• Task prompt: The output is to match the entries below character for character.

• Records excerpted from a collection:
^^^^^^^^^^^^^^^^

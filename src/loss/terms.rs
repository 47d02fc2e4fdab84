//! Loss-term plugins summed by the training step.
//!
//! Each enabled term computes its scalar from the batch targets and the
//! backbone outputs, adds `scale * dTerm` into the output gradients, and
//! reports both its raw value (for metrics) and its weighted contribution
//! to the total loss.

use super::{l1_loss, mean_cosine_similarity, mixco_nce, mse, soft_clip_loss, soft_cont_loss};
use crate::core::model::{BackboneOutput, OutputGrads};
use crate::core::prior::DiffusionPrior;
use crate::core::{normalize_rows, normalize_rows_backward, Gradients, NeuroError, NeuroResult};
use crate::data::CorruptionDescriptors;
use ndarray::Array2;
use rand::Rng;

/// Weight of the perceptual contrastive term inside the reconstruction loss.
pub const BLUR_CONT_WEIGHT: f32 = 0.1;
/// Temperature of the perceptual contrastive term.
pub const BLUR_CONT_TEMP: f32 = 0.2;

/// Contrastive formulation for the current training regime.
#[derive(Debug, Clone, Copy, PartialEq)]
pub enum ClipFormulation {
    /// Mixup-aware NCE (Regime A)
    Mixco { temp: f32 },
    /// Symmetric soft-label CLIP loss (Regime B)
    SoftClip { temp: f32 },
}

/// Reconstruction targets computed from the batch images.
#[derive(Debug, Clone)]
pub struct BlurTargets {
    /// Compressed latent of the true images
    pub latent: Array2<f32>,
    /// Perceptual embedding of the true images
    pub perceptual: Array2<f32>,
    /// Perceptual embedding of an augmented view of the true images
    pub perceptual_aug: Array2<f32>,
}

/// Everything a loss term may read besides the backbone outputs.
#[derive(Debug, Clone, Copy)]
pub struct LossInputs<'a> {
    /// Raw (unnormalized) target embedding
    pub clip_target: &'a Array2<f32>,
    pub mixup: Option<&'a CorruptionDescriptors>,
    pub blur: Option<&'a BlurTargets>,
    pub prior: Option<&'a DiffusionPrior>,
}

/// Unweighted values produced by a term.
#[derive(Debug, Clone, Copy, PartialEq)]
pub enum TermValue {
    Prior { loss: f32, cossim: f32, mse: f32 },
    Clip { loss: f32 },
    Blur { l1: f32, cont: f32 },
}

#[derive(Debug, Clone, Copy, PartialEq)]
pub struct TermOutcome {
    pub value: TermValue,
    /// Contribution to the total loss
    pub weighted: f32,
}

/// An enabled loss term with its weight.
#[derive(Debug, Clone, Copy, PartialEq)]
pub enum LossTerm {
    Prior { scale: f32 },
    Clip { scale: f32, formulation: ClipFormulation },
    Blur { scale: f32 },
}

impl LossTerm {
    pub fn scale(&self) -> f32 {
        match *self {
            LossTerm::Prior { scale } | LossTerm::Clip { scale, .. } | LossTerm::Blur { scale } => {
                scale
            }
        }
    }

    pub fn name(&self) -> &'static str {
        match self {
            LossTerm::Prior { .. } => "prior",
            LossTerm::Clip { .. } => "clip",
            LossTerm::Blur { .. } => "blur",
        }
    }

    /// Compute the term and accumulate its weighted gradients.
    ///
    /// Gradients with respect to backbone outputs go into `grads`; the prior
    /// writes its own parameter gradients into `param_grads`.
    ///
    /// # Errors
    /// - `InvalidConfig` if an input the term needs is absent
    /// - `ShapeMismatch` from the underlying losses
    pub fn compute<R: Rng + ?Sized>(
        &self,
        inputs: &LossInputs<'_>,
        outputs: &BackboneOutput,
        grads: &mut OutputGrads,
        param_grads: &mut Gradients,
        rng: &mut R,
    ) -> NeuroResult<TermOutcome> {
        match *self {
            LossTerm::Prior { scale } => {
                let prior = inputs.prior.ok_or_else(|| missing("diffusion prior"))?;
                let (out, cache) =
                    prior.forward_train(&outputs.conditioning, inputs.clip_target, rng)?;
                let d_cond = prior.backward(&cache, scale, param_grads)?;
                grads.conditioning += &d_cond;
                Ok(TermOutcome {
                    value: TermValue::Prior {
                        loss: out.loss,
                        cossim: mean_cosine_similarity(&out.prediction, inputs.clip_target),
                        mse: mse(&out.prediction, inputs.clip_target),
                    },
                    weighted: out.loss * scale,
                })
            }
            LossTerm::Clip { scale, formulation } => {
                let (preds, norms) = normalize_rows(&outputs.clip);
                let (targets, _) = normalize_rows(inputs.clip_target);
                let (loss, d_preds) = match formulation {
                    ClipFormulation::Mixco { temp } => {
                        let mixup = inputs.mixup.ok_or_else(|| missing("mixup descriptors"))?;
                        mixco_nce(&preds, &targets, temp, mixup)?
                    }
                    ClipFormulation::SoftClip { temp } => soft_clip_loss(&preds, &targets, temp),
                };
                grads.clip += &normalize_rows_backward(&preds, &norms, &(d_preds * scale));
                Ok(TermOutcome {
                    value: TermValue::Clip { loss },
                    weighted: loss * scale,
                })
            }
            LossTerm::Blur { scale } => {
                let targets = inputs.blur.ok_or_else(|| missing("reconstruction targets"))?;
                let blur = outputs
                    .blur
                    .as_ref()
                    .ok_or_else(|| missing("reconstruction head"))?;
                let (l1, d_latent) = l1_loss(&blur.latent, &targets.latent);

                let (features, norms) = normalize_rows(&blur.features);
                let (target, _) = normalize_rows(&targets.perceptual);
                let (target_aug, _) = normalize_rows(&targets.perceptual_aug);
                let (cont, d_features) =
                    soft_cont_loss(&features, &target, &target_aug, BLUR_CONT_TEMP);

                let g_latent = grads
                    .blur_latent
                    .as_mut()
                    .ok_or_else(|| missing("reconstruction latent gradient"))?;
                *g_latent += &(d_latent * scale);
                let g_features = grads
                    .blur_features
                    .as_mut()
                    .ok_or_else(|| missing("reconstruction feature gradient"))?;
                *g_features += &normalize_rows_backward(
                    &features,
                    &norms,
                    &(d_features * (BLUR_CONT_WEIGHT * scale)),
                );

                Ok(TermOutcome {
                    value: TermValue::Blur { l1, cont },
                    weighted: (l1 + BLUR_CONT_WEIGHT * cont) * scale,
                })
            }
        }
    }
}

fn missing(what: &str) -> NeuroError {
    NeuroError::InvalidConfig(format!("loss term needs {what}, which is not available"))
}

^^^^^^^^^^^^^^^^

• Solution for this exercise:
filename src/loss/terms.rs
repository 47d02fc2e4fdab84
//! Loss-term plugins summed by the training step.
//!
//! Each enabled term computes its scalar from the batch targets and the
//! backbone outputs, adds `scale * dTerm` into the output gradients, and
//! reports both its raw value (for metrics) and its weighted contribution
//! to the total loss.

use super::{l1_loss, mean_cosine_similarity, mixco_nce, mse, soft_clip_loss, soft_cont_loss};
use crate::core::model::{BackboneOutput, OutputGrads};
use crate::core::prior::DiffusionPrior;
use crate::core::{normalize_rows, normalize_rows_backward, Gradients, NeuroError, NeuroResult};
use crate::data::CorruptionDescriptors;
use ndarray::Array2;
use rand::Rng;

/// Weight of the perceptual contrastive term inside the reconstruction loss.
pub const BLUR_CONT_WEIGHT: f32 = 0.1;
/// Temperature of the perceptual contrastive term.
pub const BLUR_CONT_TEMP: f32 = 0.2;

/// Contrastive formulation for the current training regime.
#[derive(Debug, Clone, Copy, PartialEq)]
pub enum ClipFormulation {
    /// Mixup-aware NCE (Regime A)
    Mixco { temp: f32 },
    /// Symmetric soft-label CLIP loss (Regime B)
    SoftClip { temp: f32 },
}

/// Reconstruction targets computed from the batch images.
#[derive(Debug, Clone)]
pub struct BlurTargets {
    /// Compressed latent of the true images
    pub latent: Array2<f32>,
    /// Perceptual embedding of the true images
    pub perceptual: Array2<f32>,
    /// Perceptual embedding of an augmented view of the true images
    pub perceptual_aug: Array2<f32>,
}

/// Everything a loss term may read besides the backbone outputs.
#[derive(Debug, Clone, Copy)]
pub struct LossInputs<'a> {
    /// Raw (unnormalized) target embedding
    pub clip_target: &'a Array2<f32>,
    pub mixup: Option<&'a CorruptionDescriptors>,
    pub blur: Option<&'a BlurTargets>,
    pub prior: Option<&'a DiffusionPrior>,
}

/// Unweighted values produced by a term.
#[derive(Debug, Clone, Copy, PartialEq)]
pub enum TermValue {
    Prior { loss: f32, cossim: f32, mse: f32 },
    Clip { loss: f32 },
    Blur { l1: f32, cont: f32 },
}

#[derive(Debug, Clone, Copy, PartialEq)]
pub struct TermOutcome {
    pub value: TermValue,
    /// Contribution to the total loss
    pub weighted: f32,
}

/// An enabled loss term with its weight.
#[derive(Debug, Clone, Copy, PartialEq)]
pub enum LossTerm {
    Prior { scale: f32 },
    Clip { scale: f32, formulation: ClipFormulation },
    Blur { scale: f32 },
}

impl LossTerm {
    pub fn scale(&self) -> f32 {
        match *self {
            LossTerm::Prior { scale } | LossTerm::Clip { scale, .. } | LossTerm::Blur { scale } => {
                scale
            }
        }
    }

    pub fn name(&self) -> &'static str {
        match self {
            LossTerm::Prior { .. } => "prior",
            LossTerm::Clip { .. } => "clip",
            LossTerm::Blur { .. } => "blur",
        }
    }

    /// Compute the term and accumulate its weighted gradients.
    ///
    /// Gradients with respect to backbone outputs go into `grads`; the prior
    /// writes its own parameter gradients into `param_grads`.
    ///
    /// # Errors
    /// - `InvalidConfig` if an input the term needs is absent
    /// - `ShapeMismatch` from the underlying losses
    pub fn compute<R: Rng + ?Sized>(
        &self,
        inputs: &LossInputs<'_>,
        outputs: &BackboneOutput,
        grads: &mut OutputGrads,
        param_grads: &mut Gradients,
        rng: &mut R,
    ) -> NeuroResult<TermOutcome> {
        match *self {
            LossTerm::Prior { scale } => {
                let prior = inputs.prior.ok_or_else(|| missing("diffusion prior"))?;
                let (out, cache) =
                    prior.forward_train(&outputs.conditioning, inputs.clip_target, rng)?;
                let d_cond = prior.backward(&cache, scale, param_grads)?;
                grads.conditioning += &d_cond;
                Ok(TermOutcome {
                    value: TermValue::Prior {
                        loss: out.loss,
                        cossim: mean_cosine_similarity(&out.prediction, inputs.clip_target),
                        mse: mse(&out.prediction, inputs.clip_target),
                    },
                    weighted: out.loss * scale,
                })
            }
            LossTerm::Clip { scale, formulation } => {
                let (preds, norms) = normalize_rows(&outputs.clip);
                let (targets, _) = normalize_rows(inputs.clip_target);
                let (loss, d_preds) = match formulation {
                    ClipFormulation::Mixco { temp } => {
                        let mixup = inputs.mixup.ok_or_else(|| missing("mixup descriptors"))?;
                        mixco_nce(&preds, &targets, temp, mixup)?
                    }
                    ClipFormulation::SoftClip { temp } => soft_clip_loss(&preds, &targets, temp),
                };
                grads.clip += &normalize_rows_backward(&preds, &norms, &(d_preds * scale));
                Ok(TermOutcome {
                    value: TermValue::Clip { loss },
                    weighted: loss * scale,
                })
            }
            LossTerm::Blur { scale } => {
                let targets = inputs.blur.ok_or_else(|| missing("reconstruction targets"))?;
                let blur = outputs
                    .blur
                    .as_ref()
                    .ok_or_else(|| missing("reconstruction head"))?;
                let (l1, d_latent) = l1_loss(&blur.latent, &targets.latent);

                let (features, norms) = normalize_rows(&blur.features);
                let (target, _) = normalize_rows(&targets.perceptual);
                let (target_aug, _) = normalize_rows(&targets.perceptual_aug);
                let (cont, d_features) =
                    soft_cont_loss(&features, &target, &target_aug, BLUR_CONT_TEMP);

                let g_latent = grads
                    .blur_latent
                    .as_mut()
                    .ok_or_else(|| missing("reconstruction latent gradient"))?;
                *g_latent += &(d_latent * scale);
                let g_features = grads
                    .blur_features
                    .as_mut()
                    .ok_or_else(|| missing("reconstruction feature gradient"))?;
                *g_features += &normalize_rows_backward(
                    &features,
                    &norms,
                    &(d_features * (BLUR_CONT_WEIGHT * scale)),
                );

                Ok(TermOutcome {
                    value: TermValue::Blur { l1, cont },
                    weighted: (l1 + BLUR_CONT_WEIGHT * cont) * scale,
                })
            }
        }
    }
}

fn missing(what: &str) -> NeuroError {
    NeuroError::InvalidConfig(format!("loss term needs {what}, which is not available"))
}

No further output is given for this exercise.